DEV Community

Emin Şahin
Emin Şahin

Posted on

How I Achieved 100% Test Coverage in a Flutter Enterprise App

2,300+ tests. Zero excuses. Here's exactly how I did it.

CI terminal

Github README


The Challenge

When I started building an enterprise-grade Flutter starter app, I set myself an ambitious goal: 100% test coverage. Not 80%. Not 95%. Full coverage.

Why?
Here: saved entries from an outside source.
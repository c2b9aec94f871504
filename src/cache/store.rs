//! Cache Store Module
//!
//! Main cache engine: HashMap storage with lazy TTL expiry on reads and an
//! expiry-ordered capacity guard on writes.

use std::collections::HashMap;

use serde_json::Value;
use tracing::debug;

use crate::cache::entry::current_timestamp_ms;
use crate::cache::{CacheEntry, CacheStats, DEFAULT_MAX_ENTRIES, EVICTION_FRACTION};

// == Cache Store ==
/// In-memory key/value store with per-entry TTL.
///
/// Nothing here can fail: a miss is an ordinary outcome and callers are
/// expected to recompute the value.
#[derive(Debug)]
pub struct CacheStore {
    /// Key-value storage
    entries: HashMap<String, CacheEntry>,
    /// Performance statistics
    stats: CacheStats,
    /// Size above which the capacity guard evicts
    max_entries: usize,
}

impl CacheStore {
    // == Constructor ==
    /// Creates a new CacheStore with the given high-water mark.
    pub fn new(max_entries: usize) -> Self {
        Self {
            entries: HashMap::new(),
            stats: CacheStats::new(),
            max_entries,
        }
    }

    // == Get ==
    /// Retrieves a value by key.
    ///
    /// Returns `None` if the key is absent or its TTL has elapsed. Expired
    /// entries are removed as a side effect.
    pub fn get(&mut self, key: &str) -> Option<Value> {
        self.get_at(key, current_timestamp_ms())
    }

    pub(crate) fn get_at(&mut self, key: &str, now: u64) -> Option<Value> {
        let expired = match self.entries.get(key) {
            None => {
                self.stats.record_miss();
                return None;
            }
            Some(entry) => entry.is_expired_at(now),
        };

        if expired {
            self.entries.remove(key);
            self.stats.record_miss();
            self.stats.record_expirations(1);
            self.stats.set_total_entries(self.entries.len());
            debug!(key, "cache entry expired on read");
            return None;
        }

        self.stats.record_hit();
        self.entries.get(key).map(|entry| entry.value.clone())
    }

    // == Set ==
    /// Stores `value` under `key` for `ttl_seconds` (fractional allowed).
    ///
    /// Runs the capacity guard first, then overwrites any existing entry,
    /// restarting its TTL window from now.
    pub fn set(&mut self, key: impl Into<String>, value: Value, ttl_seconds: f64) {
        self.set_at(key.into(), value, ttl_seconds, current_timestamp_ms());
    }

    pub(crate) fn set_at(&mut self, key: String, value: Value, ttl_seconds: f64, now: u64) {
        self.enforce_capacity(now);
        self.entries
            .insert(key, CacheEntry::with_now(value, ttl_seconds, now));
        self.stats.set_total_entries(self.entries.len());
    }

    // == Clear ==
    /// Removes every entry regardless of expiry. Returns how many were removed.
    pub fn clear(&mut self) -> usize {
        let removed = self.entries.len();
        self.entries.clear();
        self.stats.set_total_entries(0);
        removed
    }

    // == Prune Expired ==
    /// Removes every entry whose TTL has elapsed. Returns the number removed.
    pub fn prune_expired(&mut self) -> usize {
        self.prune_expired_at(current_timestamp_ms())
    }

    fn prune_expired_at(&mut self, now: u64) -> usize {
        let before = self.entries.len();
        self.entries.retain(|_, entry| !entry.is_expired_at(now));
        let removed = before - self.entries.len();

        self.stats.record_expirations(removed);
        self.stats.set_total_entries(self.entries.len());
        removed
    }

    // == Capacity Guard ==
    /// Prunes expired entries, then, if still above `max_entries`, evicts the
    /// `ceil(10%)` entries closest to expiry.
    fn enforce_capacity(&mut self, now: u64) {
        self.prune_expired_at(now);

        let count = self.entries.len();
        if count <= self.max_entries {
            return;
        }

        let to_remove = (count as f64 * EVICTION_FRACTION).ceil() as usize;

        let mut by_expiry: Vec<(u64, String)> = self
            .entries
            .iter()
            .map(|(key, entry)| (entry.expires_at, key.clone()))
            .collect();
        by_expiry.sort_unstable();

        for (_, key) in by_expiry.into_iter().take(to_remove) {
            self.entries.remove(&key);
        }

        self.stats.record_evictions(to_remove);
        self.stats.set_total_entries(self.entries.len());
        debug!(
            evicted = to_remove,
            remaining = self.entries.len(),
            max_entries = self.max_entries,
            "capacity guard evicted entries closest to expiry"
        );
    }

    // == Stats ==
    /// Returns current cache statistics.
    pub fn stats(&self) -> CacheStats {
        let mut stats = self.stats.clone();
        stats.set_total_entries(self.entries.len());
        stats
    }

    // == Length ==
    /// Returns the current number of entries, including expired ones that
    /// have not been pruned yet.
    pub fn len(&self) -> usize {
        self.entries.len()
    }

    pub fn is_empty(&self) -> bool {
        self.entries.is_empty()
    }

    pub fn max_entries(&self) -> usize {
        self.max_entries
    }
}

impl Default for CacheStore {
    fn default() -> Self {
        Self::new(DEFAULT_MAX_ENTRIES)
    }
}

// == Unit Tests ==
#[cfg(test)]
mod tests {
    use super::*;
    use serde_json::json;
    use std::thread::sleep;
    use std::time::Duration;

    #[test]
    fn test_store_new() {
        let store = CacheStore::default();
        assert_eq!(store.len(), 0);
        assert!(store.is_empty());
        assert_eq!(store.max_entries(), 500);
    }

    #[test]
    fn test_store_set_and_get() {
        let mut store = CacheStore::default();
        let data = json!({"test": "data"});

        store.set("test-key", data.clone(), 60.0);

        assert_eq!(store.get("test-key"), Some(data));
        assert_eq!(store.len(), 1);
    }

    #[test]
    fn test_store_get_nonexistent() {
        let mut store = CacheStore::default();
        assert_eq!(store.get("non-existent-key"), None);
    }

    #[test]
    fn test_store_ttl_expiration() {
        let mut store = CacheStore::default();
        let data = json!({"ephemeral": true});

        store.set("expires-quickly", data.clone(), 0.1);
        assert_eq!(store.get("expires-quickly"), Some(data));

        sleep(Duration::from_millis(150));

        assert_eq!(store.get("expires-quickly"), None);
        assert!(store.is_empty(), "expired entry should be evicted on read");
    }

    #[test]
    fn test_store_keeps_data_for_full_ttl() {
        let mut store = CacheStore::default();
        let data = json!({"fresh": true});

        store.set("not-expired", data.clone(), 0.2);
        sleep(Duration::from_millis(100));

        assert_eq!(store.get("not-expired"), Some(data));
    }

    #[test]
    fn test_store_overwrite() {
        let mut store = CacheStore::default();

        store.set("overridden", json!({"version": 1}), 60.0);
        store.set("overridden", json!({"version": 2}), 60.0);

        assert_eq!(store.get("overridden"), Some(json!({"version": 2})));
        assert_eq!(store.len(), 1);
    }

    #[test]
    fn test_store_reset_ttl_on_update() {
        let mut store = CacheStore::default();
        let data = json!({"version": 1});

        store.set("extended", data.clone(), 0.1);
        sleep(Duration::from_millis(50));
        store.set("extended", data.clone(), 0.2);
        sleep(Duration::from_millis(100));

        assert_eq!(store.get("extended"), Some(data));
    }

    #[test]
    fn test_store_reset_ttl_can_shorten() {
        let mut store = CacheStore::default();

        store.set_at("k".to_string(), json!(1), 60.0, 1_000);
        store.set_at("k".to_string(), json!(1), 1.0, 2_000);

        assert_eq!(store.get_at("k", 2_999), Some(json!(1)));
        assert_eq!(store.get_at("k", 3_000), None);
    }

    #[test]
    fn test_store_sub_millisecond_ttl_is_readable() {
        let mut store = CacheStore::default();

        store.set_at("tiny".to_string(), json!("v"), 0.0004, 1_000);
        assert_eq!(store.get_at("tiny", 1_000), Some(json!("v")));

        store.set_at("fractional".to_string(), json!(1), 0.0014, 1_000);
        assert_eq!(store.get_at("fractional", 1_001), Some(json!(1)));
        assert_eq!(store.get_at("fractional", 1_002), None);
    }

    #[test]
    fn test_store_null_round_trips() {
        let mut store = CacheStore::default();

        store.set("null-data", Value::Null, 60.0);

        assert_eq!(store.get("null-data"), Some(Value::Null));
        assert_eq!(store.get("never-set"), None);
    }

    #[test]
    fn test_store_independent_expiry() {
        let mut store = CacheStore::default();

        store.set_at("short-lived".to_string(), json!({"ttl": "short"}), 0.1, 0);
        store.set_at("long-lived".to_string(), json!({"ttl": "long"}), 0.3, 0);

        assert_eq!(store.get_at("short-lived", 0), Some(json!({"ttl": "short"})));
        assert_eq!(store.get_at("long-lived", 0), Some(json!({"ttl": "long"})));

        assert_eq!(store.get_at("short-lived", 150), None);
        assert_eq!(store.get_at("long-lived", 150), Some(json!({"ttl": "long"})));

        assert_eq!(store.get_at("short-lived", 350), None);
        assert_eq!(store.get_at("long-lived", 350), None);
    }

    #[test]
    fn test_store_clear() {
        let mut store = CacheStore::default();
        store.set("a", json!(1), 60.0);
        store.set("b", json!(2), 60.0);

        assert_eq!(store.clear(), 2);

        assert!(store.is_empty());
        assert_eq!(store.get("a"), None);
        assert_eq!(store.get("b"), None);
    }

    #[test]
    fn test_store_len_counts_unpruned_expired_entries() {
        let mut store = CacheStore::default();
        store.set_at("stale".to_string(), json!(1), 0.1, 0);
        store.set_at("fresh".to_string(), json!(2), 60.0, 0);

        // Nothing has touched "stale" since it expired.
        assert_eq!(store.len(), 2);
    }

    #[test]
    fn test_store_set_prunes_expired_entries() {
        let mut store = CacheStore::default();
        store.set_at("stale".to_string(), json!(1), 1.0, 0);
        store.set_at("fresh".to_string(), json!(2), 60.0, 5_000);

        assert_eq!(store.len(), 1);
        assert_eq!(store.stats().expirations, 1);
        assert_eq!(store.get_at("fresh", 5_000), Some(json!(2)));
    }

    #[test]
    fn test_store_prune_expired() {
        let mut store = CacheStore::default();
        store.set("key1", json!("v1"), 0.05);
        store.set("key2", json!("v2"), 10.0);

        sleep(Duration::from_millis(80));

        assert_eq!(store.prune_expired(), 1);
        assert_eq!(store.len(), 1);
        assert!(store.get("key2").is_some());
    }

    #[test]
    fn test_capacity_guard_not_triggered_at_max() {
        let mut store = CacheStore::new(5);
        for i in 0..6 {
            store.set_at(format!("key{}", i), json!(i), 60.0 + i as f64, 0);
        }

        // The guard only ran while size was <= 5, so the sixth insert lands.
        assert_eq!(store.len(), 6);
        assert_eq!(store.stats().evictions, 0);
    }

    #[test]
    fn test_capacity_guard_evicts_soonest_to_expire() {
        let mut store = CacheStore::new(10);
        for i in 0..11 {
            // Insert in reverse expiry order so insertion order != expiry order.
            let ttl = 100.0 - i as f64;
            store.set_at(format!("key{}", i), json!(i), ttl, 0);
        }
        assert_eq!(store.len(), 11);

        store.set_at("trigger".to_string(), json!("t"), 1_000.0, 0);

        // 11 > 10, so ceil(1.1) = 2 evicted before the insert.
        assert_eq!(store.len(), 10);
        assert_eq!(store.stats().evictions, 2);
        assert_eq!(store.get_at("key10", 0), None);
        assert_eq!(store.get_at("key9", 0), None);
        for i in 0..9 {
            assert!(store.get_at(&format!("key{}", i), 0).is_some());
        }
        assert_eq!(store.get_at("trigger", 0), Some(json!("t")));
    }

    #[test]
    fn test_capacity_guard_default_max() {
        let mut store = CacheStore::default();
        for i in 0..501 {
            store.set_at(format!("key{}", i), json!(i), 1.0 + i as f64, 0);
        }
        assert_eq!(store.len(), 501);

        store.set_at("key501".to_string(), json!(501), 10_000.0, 0);

        // ceil(501 * 0.1) = 51 evicted, then one inserted.
        assert_eq!(store.len(), 451);
        for i in 0..51 {
            assert_eq!(store.get_at(&format!("key{}", i), 0), None);
        }
        assert!(store.get_at("key51", 0).is_some());
    }

    #[test]
    fn test_capacity_guard_prefers_pruning_over_eviction() {
        let mut store = CacheStore::new(3);
        for i in 0..4 {
            store.set_at(format!("old{}", i), json!(i), 1.0, 0);
        }

        store.set_at("new".to_string(), json!("n"), 60.0, 2_000);

        assert_eq!(store.len(), 1);
        let stats = store.stats();
        assert_eq!(stats.expirations, 4);
        assert_eq!(stats.evictions, 0);
    }

    #[test]
    fn test_store_stats() {
        let mut store = CacheStore::default();

        store.set("key1", json!("value1"), 60.0);
        store.get("key1"); // hit
        store.get("nonexistent"); // miss

        let stats = store.stats();
        assert_eq!(stats.hits, 1);
        assert_eq!(stats.misses, 1);
        assert_eq!(stats.total_entries, 1);
    }

    #[test]
    fn test_expired_read_counts_as_miss_and_expiration() {
        let mut store = CacheStore::default();
        store.set_at("k".to_string(), json!(1), 1.0, 0);

        assert_eq!(store.get_at("k", 1_000), None);

        let stats = store.stats();
        assert_eq!(stats.misses, 1);
        assert_eq!(stats.expirations, 1);
        assert_eq!(stats.total_entries, 0);
    }
}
Because I wanted to prove that Flutter apps can be tested thoroughly, and that good architecture makes comprehensive testing not just possible, but natural.

Two months later, I hit the target:

  • 2,304+ tests
  • 100% line coverage
  • Zero flaky tests

Here's the playbook.


1. Architecture That Enables Testing

The secret isn't writing more tests—it's writing testable code.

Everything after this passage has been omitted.